Purpose or Case Report: Children’s interstitial lung diseases (chILD) comprise a large spectrum of rare diffuse lung disorders, with a subset of patients developing chronic fibrosing lung disease. While imaging criteria for lung fibrosis are established for adults and correlate with prognosis and outcome, there are limited data on imaging for diagnosis, prognosis, and outcomes in children with fibrotic lung disease.
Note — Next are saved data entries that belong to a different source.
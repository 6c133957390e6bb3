//! TMDB client error type.

use thiserror::Error;

/// Errors returned by the TMDB client.
#[derive(Debug, Error)]
#[allow(clippy::module_name_repetitions)]
pub enum TmdbError {
    /// Network-level failure (connect, TLS, body read).
    #[error("HTTP request failed: {0}")]
    Http(#[from] reqwest::Error),

    /// Non-2xx response from the API.
    #[error("TMDB API error (HTTP {code}): {body}")]
    Status {
        /// HTTP status code.
        code: u16,
        /// Raw response body.
        body: String,
    },

    /// Response body could not be decoded.
    #[error("failed to decode TMDB response at `{path}`: {source}")]
    Json {
        /// JSON path where decoding failed.
        path: String,
        /// Underlying serde error.
        source: serde_json::Error,
    },

    /// Client was built with incomplete or invalid configuration.
    #[error("invalid client configuration: {0}")]
    Config(String),
}

impl TmdbError {
    /// HTTP status code of the upstream response, when one was received.
    #[must_use]
    pub const fn status(&self) -> Option<u16> {
        match self {
            Self::Status { code, .. } => Some(*code),
            Self::Http(_) | Self::Json { .. } | Self::Config(_) => None,
        }
    }
}
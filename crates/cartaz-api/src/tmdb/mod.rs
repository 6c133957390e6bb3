//! TMDB API client module.
//!
//! Handles HTTP requests to the TMDB API v3 endpoints and retrieves
//! trending, movie, TV series, and change-list data.

mod api;
mod client;
mod error;
mod types;

#[allow(clippy::module_name_repetitions)]
pub use api::{LocalTmdbApi, TmdbApi};
#[allow(clippy::module_name_repetitions)]
pub use client::{TmdbClient, TmdbClientBuilder};
#[allow(clippy::module_name_repetitions)]
pub use error::TmdbError;
#[allow(clippy::module_name_repetitions)]
pub use types::{
    MovieListKind, TmdbChange, TmdbContentRating, TmdbEpisodeToAir, TmdbGenre, TmdbListItem,
    TmdbMovieDetails, TmdbPage, TmdbRegionReleases, TmdbReleaseEntry, TmdbResults, TmdbTvDetails,
    TrendingWindow, TvListKind,
};

/// Convenience result alias for TMDB operations.
pub type Result<T> = std::result::Result<T, TmdbError>;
To fill this gap, a group of ILD specialists aimed to define the imaging features for diagnosis of lung fibrosis for a forthcoming randomized trial of nintedanib versus placebo in pediatric patients with fibrosing ILD (1199-0337; NCT04093024).
Methods & Materials: Imaging criteria for diagnosis of adult pulmonary fibrosis were reviewed by an international panel of radiologists and pulmonologists with experience in ILD and clinical trial application. High-resolution computed tomography (HRCT) scans from chILD cases with suspected fibrosis were reviewed and the adult imaging criteria adapted based on the characteristics observed. The resulting imaging criteria for lung fibrosis in chILD were agreed by expert consensus. In a case study, data driven texture analysis software (Humphries, Radiol 2017) was used to quantify the imaging criteria and changes over time on four longitudinal chest CT scans in a child with a genetic mutation of SFTPC.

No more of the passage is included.